The End of October
Pengarang | Lawrence Wright |
---|---|
Negara | Amerika Serikat |
Bahasa | Inggris |
Genre | Fantasi, Thriller |
Penerbit | Knopf Doubleday Publishing Group |
Tanggal terbit | 28 April 2020 |
Halaman | 400 halaman |
The End of October merupakan novel fiksi karya penulis berkebangsaan Amerika Serikat pemenang Penghargaan Pulitzer, Lawrence Wright. Buku ini merupakan karyanya yang kedua belas, menceritakan keadaan dunia yang sedang menghadapi pandemi, terbit pertama kali pada 28 April 2020, bersamaan dengan saat dunia yang sesungguhnya berusaha menangani Pandemi COVID-19.
Latar Belakang
[sunting | sunting sumber]Dalam esainya yang dikirim melalui The New York Times, Wright menjelaskan bahwa buku The End of Octobernya didasari atas penelitiannya yang mendalam tentang pandemi dari masa ke masa, hal yang sama pula ia lakukan sebelum menulis naskah film berjudul The Siege tentang terorisme di Amerika Serikat pada 1998.[1]
Wabah telah merenggut setidaknya 50 juta orang sejak wabah pertama kali yang tercatat dalam sejarah pada abad keenam belas di masa Yustinianus I, dilanjutkan wabah terparah sepanjang sejarah Maut Hitam yang muncul pertama kali di Tiongkok pada 1334, menyebar cepat hingga ke Eropa melalui Jalur Sutra.[1]
Wright juga meneliti adanya tokoh-tokoh berjasa di dunia yang berperan penting dalam pengendalian pandemi dan kemudian ia wujudkan pula dalam ceritanya. Misalnya dokter Edward Jenner di Inggris pada tahun 1796 yang membuka era baru dalam dunia kedokteran berkat percobannya mengendalikan penyakit cacar sapi yang dapat menjangkiti manusia, atau dokter Carlo Urbani yang merupakan orang pertama yang berhasil mengidentifikasi SARS dan memperingatkan WHO serta pemerintah Vietnam akan bahaya pandemi yang bisa dengan cepat menyebar ke seluruh dunia.[1]

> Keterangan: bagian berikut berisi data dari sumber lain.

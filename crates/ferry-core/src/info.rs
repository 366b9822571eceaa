//! Listing records handed to observers.

use std::fs::Metadata;
use std::path::Path;
use std::time::SystemTime;

use compact_str::CompactString;
use serde::{Deserialize, Serialize};

use crate::FileRef;

/// The type of a filesystem entry.
#[derive(Debug, Clone, Copy, PartialEq, Eq, Serialize, Deserialize, strum::Display)]
#[serde(rename_all = "snake_case")]
#[strum(serialize_all = "snake_case")]
pub enum EntryKind {
    File,
    Directory,
    Symlink,
    Other,
}

impl EntryKind {
    /// Classify metadata obtained without following symlinks.
    pub fn from_metadata(metadata: &Metadata) -> Self {
        let file_type = metadata.file_type();
        if file_type.is_symlink() {
            Self::Symlink
        } else if file_type.is_dir() {
            Self::Directory
        } else if file_type.is_file() {
            Self::File
        } else {
            Self::Other
        }
    }

    /// Check if this is a directory.
    pub fn is_dir(&self) -> bool {
        matches!(self, Self::Directory)
    }
}

/// Information about one directory entry.
#[derive(Debug, Clone, PartialEq, Eq, Serialize, Deserialize)]
pub struct FileInfo {
    /// The entry itself.
    pub file: FileRef,
    /// Display name of the entry.
    pub name: CompactString,
    /// Entry type (symlinks are not followed).
    pub kind: EntryKind,
    /// Size in bytes.
    pub size: u64,
    /// Unix permission bits, including the setuid/setgid/sticky bits.
    pub mode: u32,
    /// Last modification time, if the platform reports one.
    pub modified: Option<SystemTime>,
}

impl FileInfo {
    /// Build a record from already queried metadata.
    pub fn from_metadata(file: FileRef, metadata: &Metadata) -> Self {
        let name = CompactString::new(file.display_name());
        Self {
            name,
            kind: EntryKind::from_metadata(metadata),
            size: metadata.len(),
            mode: permission_bits(metadata),
            modified: metadata.modified().ok(),
            file,
        }
    }

    /// Query a local path without following symlinks.
    pub fn query(path: &Path) -> std::io::Result<Self> {
        let metadata = std::fs::symlink_metadata(path)?;
        Ok(Self::from_metadata(FileRef::from(path), &metadata))
    }

    /// Check if the entry is a directory.
    pub fn is_dir(&self) -> bool {
        self.kind.is_dir()
    }
}

#[cfg(unix)]
fn permission_bits(metadata: &Metadata) -> u32 {
    use std::os::unix::fs::PermissionsExt;
    metadata.permissions().mode() & crate::PERMISSION_BITS
}

#[cfg(not(unix))]
fn permission_bits(metadata: &Metadata) -> u32 {
    if metadata.permissions().readonly() { 0o444 } else { 0o644 }
}
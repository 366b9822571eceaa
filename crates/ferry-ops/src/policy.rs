//! Protection of files that must not be deleted or moved away.

use dashmap::DashSet;

use ferry_core::FileRef;

/// Decides whether a file may be removed from its location.
///
/// Consulted by unlink, trash and move before touching a source.
pub trait ProtectionPolicy: Send + Sync {
    fn is_protected(&self, file: &FileRef) -> bool;
}

/// A policy that protects nothing.
#[derive(Debug, Clone, Copy, Default)]
pub struct Unprotected;

impl ProtectionPolicy for Unprotected {
    fn is_protected(&self, _file: &FileRef) -> bool {
        false
    }
}

/// An in-memory set of protected files.
///
/// A file is protected if it, or any directory containing it, is in the
/// set. The set can be changed while jobs are running.
#[derive(Debug, Default)]
pub struct ProtectedPaths {
    files: DashSet<FileRef>,
}

impl ProtectedPaths {
    pub fn new() -> Self {
        Self::default()
    }

    /// Protect `file` and everything below it.
    pub fn add(&self, file: FileRef) -> bool {
        self.files.insert(file)
    }

    /// Stop protecting `file`.
    pub fn remove(&self, file: &FileRef) -> bool {
        self.files.remove(file).is_some()
    }

    /// Check if `file` itself was added, ignoring its ancestors.
    pub fn is_protected_directly(&self, file: &FileRef) -> bool {
        self.files.contains(file)
    }

    pub fn len(&self) -> usize {
        self.files.len()
    }

    pub fn is_empty(&self) -> bool {
        self.files.is_empty()
    }
}

impl FromIterator<FileRef> for ProtectedPaths {
    fn from_iter<I: IntoIterator<Item = FileRef>>(iter: I) -> Self {
        Self {
            files: iter.into_iter().collect(),
        }
    }
}

impl ProtectionPolicy for ProtectedPaths {
    fn is_protected(&self, file: &FileRef) -> bool {
        let mut current = Some(file.clone());
        while let Some(candidate) = current {
            if self.is_protected_directly(&candidate) {
                return true;
            }
            current = candidate.parent();
        }
        false
    }
}
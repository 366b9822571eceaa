//! Error types for scanning and job execution.

use std::io;
use std::path::PathBuf;

use serde::{Deserialize, Serialize};
use thiserror::Error;

use crate::FileRef;

/// Errors that can occur while scanning a directory tree.
#[derive(Debug, Error)]
pub enum ScanError {
    /// Permission denied for a path.
    #[error("Permission denied: {path}")]
    PermissionDenied { path: PathBuf },

    /// Path not found.
    #[error("Path not found: {path}")]
    NotFound { path: PathBuf },

    /// Generic I/O error.
    #[error("I/O error at {path}: {source}")]
    Io {
        path: PathBuf,
        #[source]
        source: io::Error,
    },

    /// The scan was cancelled.
    #[error("Operation interrupted")]
    Interrupted,

    /// The root is not a local file.
    #[error("Cannot scan \"{uri}\" because it is not a local file")]
    NotLocal { uri: String },

    /// Other error.
    #[error("{message}")]
    Other { message: String },
}

impl ScanError {
    /// Create an I/O error with path context.
    pub fn io(path: impl Into<PathBuf>, source: io::Error) -> Self {
        let path = path.into();
        match source.kind() {
            io::ErrorKind::PermissionDenied => Self::PermissionDenied { path },
            io::ErrorKind::NotFound => Self::NotFound { path },
            _ => Self::Io { path, source },
        }
    }

    /// Check if this error reports a cancellation.
    pub fn is_interrupted(&self) -> bool {
        matches!(self, Self::Interrupted)
    }
}

/// How an error is handled by the engine.
#[derive(Debug, Clone, Copy, PartialEq, Eq, Serialize, Deserialize, strum::Display)]
pub enum ErrorClass {
    /// User or system initiated abort; never shown as a failure.
    Cancelled,
    /// The target exists; recoverable through an overwrite prompt.
    AlreadyExists,
    /// Any other per-file failure; recoverable through a skip/retry prompt.
    RecoverablePerFile,
    /// A violated precondition, rejected before a job starts.
    Fatal,
    /// The backend cannot perform the operation at all.
    Unsupported,
}

/// Errors surfaced by jobs and by the launch API.
#[derive(Debug, Error)]
pub enum JobError {
    /// The job was cancelled.
    #[error("Operation was cancelled")]
    Cancelled,

    /// The target already exists.
    #[error("The file \"{}\" already exists", .file.display_name())]
    AlreadyExists { file: FileRef },

    /// An I/O error on a specific file.
    #[error("{file}: {source}")]
    Io {
        file: FileRef,
        #[source]
        source: io::Error,
    },

    /// Pairwise operation with lists of different lengths.
    #[error("Source and target lists differ in length ({sources} vs {targets})")]
    MismatchedLists { sources: usize, targets: usize },

    /// The operation requires at least one file.
    #[error("No files given")]
    EmptyFileList,

    /// Both or neither of user and group were given.
    #[error("Exactly one of user id or group id must be given")]
    InvalidOwnership,

    /// The new name is not usable as a file name.
    #[error("Invalid name \"{name}\": {reason}")]
    InvalidDisplayName { name: String, reason: String },

    /// The operation is not available for this file.
    #[error("{message}")]
    Unsupported { file: FileRef, message: String },

    /// The protection policy forbids touching this file.
    #[error("\"{}\" is protected", .file.display_name())]
    Protected { file: FileRef },

    /// The platform trash refused the file.
    #[error("Failed to move \"{}\" to the trash: {message}", .file.display_name())]
    Trash { file: FileRef, message: String },

    /// Collecting files failed.
    #[error(transparent)]
    Scan(ScanError),

    /// The total file count of a job was set twice.
    #[error("Total file count was already set")]
    TotalAlreadySet,

    /// The worker running the job died.
    #[error("Job worker failed: {message}")]
    Worker { message: String },
}

impl JobError {
    /// Create an I/O error with file context.
    pub fn io(file: impl Into<FileRef>, source: io::Error) -> Self {
        let file = file.into();
        match source.kind() {
            io::ErrorKind::AlreadyExists => Self::AlreadyExists { file },
            _ => Self::Io { file, source },
        }
    }

    /// Create an unsupported-operation error.
    pub fn unsupported(file: FileRef, message: impl Into<String>) -> Self {
        Self::Unsupported {
            file,
            message: message.into(),
        }
    }

    /// Classify this error.
    pub fn class(&self) -> ErrorClass {
        match self {
            Self::Cancelled => ErrorClass::Cancelled,
            Self::AlreadyExists { .. } => ErrorClass::AlreadyExists,
            Self::Io { .. } | Self::Protected { .. } | Self::Trash { .. } => {
                ErrorClass::RecoverablePerFile
            }
            Self::Scan(ScanError::Interrupted) => ErrorClass::Cancelled,
            Self::Scan(ScanError::NotLocal { .. }) | Self::Unsupported { .. } => {
                ErrorClass::Unsupported
            }
            Self::Scan(_) => ErrorClass::RecoverablePerFile,
            Self::MismatchedLists { .. }
            | Self::EmptyFileList
            | Self::InvalidOwnership
            | Self::InvalidDisplayName { .. }
            | Self::TotalAlreadySet
            | Self::Worker { .. } => ErrorClass::Fatal,
        }
    }

    /// Check if this error reports a cancellation.
    pub fn is_cancelled(&self) -> bool {
        self.class() == ErrorClass::Cancelled
    }
}

impl From<ScanError> for JobError {
    fn from(err: ScanError) -> Self {
        match err {
            ScanError::Interrupted => Self::Cancelled,
            other => Self::Scan(other),
        }
    }
}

Pada 2012, penyakit menakutkan lain, Sindrom Pernapasan Timur Tengah, atau MERS, merebak di Arab Saudi dan kemudian menyebar hingga Korea Selatan. Penyakit ini berasal dari unta tetapi menjadi menular di antara manusia. Seperti SARS dan COVID-19, MERS adalah coronavirus. SARS membunuh sekitar 10 persen dari mereka yang terinfeksi; MERS sekitar 35 persen. Keduanya jauh lebih mematikan daripada Covid-19, tetapi mungkin tidak terlalu menular.[1]

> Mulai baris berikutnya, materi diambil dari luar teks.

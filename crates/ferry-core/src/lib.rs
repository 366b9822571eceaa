//! Core types for ferry.
//!
//! This crate provides the data model shared by the scanner, the job engine
//! and the CLI: file references, listing records, permission and ownership
//! changes, error types and engine configuration.

mod config;
mod error;
mod file_ref;
mod info;
mod mode;

pub use config::{EngineConfig, EngineConfigBuilder};
pub use error::{ErrorClass, JobError, ScanError};
pub use file_ref::{FileList, FileRef};
pub use info::{EntryKind, FileInfo};
pub use mode::{ModeChange, Ownership, PERMISSION_BITS, PermissionSpec};
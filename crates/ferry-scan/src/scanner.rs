//! JWalk-based post-order directory scanner.

use std::fs;
use std::path::{Path, PathBuf};

use jwalk::{Parallelism, WalkDir};
use tracing::debug;

use ferry_core::{FileRef, ScanError};

use crate::cancel::CancelToken;

/// Recursive directory enumeration in child-before-parent order.
///
/// The walk is serial and sorted by file name, so results are
/// deterministic. jwalk produces entries in pre-order; reversing that
/// sequence lists every entry before its parent directory, which is the
/// order deletion needs.
pub struct Scanner;

impl Scanner {
    /// List all descendants of `root`, each one before its parent directory.
    ///
    /// `root` itself is not part of the result. A root that is not a
    /// directory has no descendants. When `recursive` is false only the
    /// direct children are listed.
    ///
    /// The first I/O error aborts the walk. On cancellation everything
    /// collected so far is dropped and [`ScanError::Interrupted`] is
    /// returned.
    pub fn scan(
        root: &FileRef,
        follow_symlinks: bool,
        recursive: bool,
        token: &CancelToken,
    ) -> Result<Vec<FileRef>, ScanError> {
        let path = local_root(root)?;

        if token.is_cancelled() {
            return Err(ScanError::Interrupted);
        }

        let metadata = if follow_symlinks {
            fs::metadata(path)
        } else {
            fs::symlink_metadata(path)
        }
        .map_err(|e| ScanError::io(path, e))?;

        if !metadata.is_dir() {
            return Ok(Vec::new());
        }

        let mut files: Vec<FileRef> = walk(path, follow_symlinks, recursive, token)?
            .into_iter()
            .map(FileRef::Local)
            .collect();
        files.reverse();

        debug!(root = %path.display(), entries = files.len(), "Scanned directory");
        Ok(files)
    }

    /// Expand `roots` recursively without following symlinks.
    ///
    /// For every root the result holds its descendants followed by the root
    /// itself. Filesystem roots such as `/` are listed but never descended
    /// into.
    pub fn collect(roots: &[FileRef], token: &CancelToken) -> Result<Vec<FileRef>, ScanError> {
        let mut files = Vec::new();

        for root in roots {
            if token.is_cancelled() {
                return Err(ScanError::Interrupted);
            }

            if !root.is_root() {
                files.extend(Self::scan(root, false, true, token)?);
            }
            files.push(root.clone());
        }

        if token.is_cancelled() {
            return Err(ScanError::Interrupted);
        }

        Ok(files)
    }
}

fn local_root(root: &FileRef) -> Result<&Path, ScanError> {
    root.local_path().ok_or_else(|| ScanError::NotLocal {
        uri: root.to_string(),
    })
}

/// Walk `root` in pre-order, returning every entry below it.
fn walk(
    root: &Path,
    follow_symlinks: bool,
    recursive: bool,
    token: &CancelToken,
) -> Result<Vec<PathBuf>, ScanError> {
    let hook_token = token.clone();

    let walker = WalkDir::new(root)
        .parallelism(Parallelism::Serial)
        .sort(true)
        .skip_hidden(false)
        .follow_links(follow_symlinks)
        .min_depth(1)
        .max_depth(if recursive { usize::MAX } else { 1 })
        .process_read_dir(move |_depth, _path, _state, children| {
            // Stop descending as soon as cancellation is observed
            if hook_token.is_cancelled() {
                children.clear();
            }
        });

    let mut entries = Vec::new();

    for entry_result in walker {
        if token.is_cancelled() {
            return Err(ScanError::Interrupted);
        }

        match entry_result {
            Ok(entry) => entries.push(entry.path()),
            Err(err) => {
                let path = err
                    .path()
                    .map(Path::to_path_buf)
                    .unwrap_or_else(|| root.to_path_buf());
                let scan_error = match err.into_io_error() {
                    Some(io_err) => ScanError::io(path, io_err),
                    None => ScanError::Other {
                        message: format!("Filesystem loop detected at {}", path.display()),
                    },
                };
                return Err(scan_error);
            }
        }
    }

    if token.is_cancelled() {
        return Err(ScanError::Interrupted);
    }

    Ok(entries)
}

Wright juga mengaku bahwa sebenarnya penulisan buku The End of October telah dimulai sejak tahun 2017, dan rampung setidaknya sejak musim panas pertengahan tahun 2019. Ia juga terkejut tatkala buku ini selesai dan siap edar saat Pandemi COVID-19 benar-benar terjadi, mewabah ke seluruh penjuru dunia, menimbulkan kekacauan tatanan sosial, ekonomi, hingga politik dalam negeri maupun hubungan internasional. Dalam esainya ia menulis "rasanya agak mengerikan, mengimajinasikan sesuatu yang buruk di masa depan, lalu terjadi lebih parah di kehidupan nyata".[1][2][3]

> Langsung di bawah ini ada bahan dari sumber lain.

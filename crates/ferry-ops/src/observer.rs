//! Controller-side callbacks.

use ferry_core::{FileInfo, FileList, FileRef};

use crate::job::JobOutcome;
use crate::progress::JobProgress;
use crate::prompt::{Handoff, OverwriteResponse, SkipResponse};

/// Receives the notifications of a job on the controller task.
///
/// Callbacks are invoked in the order the worker issued them, never on the
/// worker itself. Prompts must be answered synchronously; while a prompt
/// callback runs, the worker is blocked waiting for its answer.
pub trait JobObserver {
    fn on_progress(&mut self, _progress: &JobProgress) {}

    /// Decide whether an existing target may be overwritten.
    fn on_ask_overwrite(&mut self, message: &str) -> OverwriteResponse;

    /// Decide how to continue after a per-file failure.
    fn on_ask_skip(&mut self, message: &str) -> SkipResponse;

    fn on_info_message(&mut self, _text: &str) {}

    fn on_new_files(&mut self, _files: FileList) {}

    /// Take ownership of a listing, or hand it back.
    fn on_files_ready(&mut self, files: Vec<FileInfo>) -> Handoff<Vec<FileInfo>> {
        Handoff::Unclaimed(files)
    }

    fn on_renamed(&mut self, _from: &FileRef, _to: &FileRef) {}

    fn on_finished(&mut self, _outcome: &JobOutcome) {}
}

Berbekal penelitian tersebut, ia menjadikan Influenza sebagai karakter utama dalam karyanya. Wright kemudian membayangkan bagaimana bila sebuah wabah baru kembali muncul, di tengah kemajuan dunia yang memudahkan ruang gerak manusia untuk bepergian, bertemu, dan berbelanja, kira-kira seberapa cepat penyakit ini berkembang? Berapa banyak yang akan mati? Apa dampaknya terhadap ekonomi, pemerintah, dan peradaban manusia pada umumnya? Berapa lama untuk mengembangkan vaksin atau menemukan obatnya? Dan apa yang diperlukan untuk melakukannya?[1]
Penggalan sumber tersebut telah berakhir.